A partir de abril, cada garrafa ou lata comprada vai passar a ter um pequeno custo adicional. São 10 cêntimos que não se perdem, mas ficam à espera de regressar ao bolso do consumidor. É este o princípio do novo Sistema de Depósito e Reembolso (SDR) de embalagens de bebidas, que arranca no próximo mês sob a marca “Volta”.

O objetivo é claro: empurrar o País para uma economia mais circular e dar um salto nas taxas de reciclagem, que continuam longe das metas europeias. O sistema aplica-se a embalagens de bebidas em plástico, alumínio ou aço, até três litros, desde que identificadas com o símbolo Volta e com código de barras legível.
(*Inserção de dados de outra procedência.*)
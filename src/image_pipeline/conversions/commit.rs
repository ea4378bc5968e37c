use tracing::debug;

use crate::image_pipeline::common::error::{ConversionError, Result};
use crate::image_pipeline::paths::PathPair;

/// Publishes the temporary artifact at its final path.
///
/// The rename replaces an existing final file in one step, so readers see
/// either the previous file or the new one. It is only atomic when both paths
/// live on the same filesystem. On failure the temporary file stays on disk.
pub fn commit(paths: &PathPair) -> Result<()> {
    std::fs::rename(&paths.temporary_path, &paths.final_path).map_err(|source| {
        ConversionError::Commit {
            from: paths.temporary_path.clone(),
            to: paths.final_path.clone(),
            source,
        }
    })?;
    debug!("Committed {}", paths.final_path.display());
    Ok(())
}

#[cfg(test)]
mod tests {
    use super::*;
    use std::fs;

    fn pair(dir: &std::path::Path) -> PathPair {
        PathPair::build(&dir.join("img.x3f"), None, ".dng").unwrap()
    }

    #[test]
    fn moves_temporary_to_final() {
        let dir = tempfile::tempdir().unwrap();
        let paths = pair(dir.path());
        fs::write(&paths.temporary_path, b"new").unwrap();

        commit(&paths).unwrap();

        assert_eq!(fs::read(&paths.final_path).unwrap(), b"new");
        assert!(!paths.temporary_path.exists());
    }

    #[test]
    fn replaces_existing_final() {
        let dir = tempfile::tempdir().unwrap();
        let paths = pair(dir.path());
        fs::write(&paths.final_path, b"previous").unwrap();
        fs::write(&paths.temporary_path, b"replacement").unwrap();

        commit(&paths).unwrap();

        assert_eq!(fs::read(&paths.final_path).unwrap(), b"replacement");
    }

    #[test]
    fn failure_keeps_temporary_artifact() {
        let dir = tempfile::tempdir().unwrap();
        let paths = pair(dir.path());
        fs::create_dir(&paths.final_path).unwrap();
        fs::write(paths.final_path.join("occupied"), b"x").unwrap();
        fs::write(&paths.temporary_path, b"artifact").unwrap();

        let err = commit(&paths).unwrap_err();

        assert!(matches!(err, ConversionError::Commit { .. }));
        assert_eq!(fs::read(&paths.temporary_path).unwrap(), b"artifact");
    }

    #[test]
    fn missing_temporary_is_a_commit_error() {
        let dir = tempfile::tempdir().unwrap();
        let err = commit(&pair(dir.path())).unwrap_err();

        assert!(matches!(err, ConversionError::Commit { .. }));
    }
}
Na prática, ao comprar uma bebida, o consumidor paga mais 10 cêntimos. Esse valor pode depois ser recuperado quando a embalagem vazia é devolvida. O reembolso é flexível. Pode surgir num talão convertido em dinheiro, em descontos para compras futuras, através de meios digitais ligados a cartões de fidelização ou outras soluções eletrónicas. Há ainda a possibilidade de doar o montante a instituições.

O projeto é desenvolvido por um consórcio que junta os principais atores do setor. Do lado da produção, estão as indústrias dos refrigerantes, das águas e das cervejas, responsáveis por cerca de 90% da quota de mercado. Do lado da distribuição, entram as empresas do retalho alimentar, que representam aproximadamente 80% do setor.

A preparação do sistema foi feita em articulação com o Ministério do Ambiente e Energia e com o Ministério da Economia e da Coesão Territorial. A expectativa é que o SDR venha a alterar hábitos de consumo e a transformar embalagens usadas num recurso com valor, ainda que seja apenas de dez cêntimos de cada vez.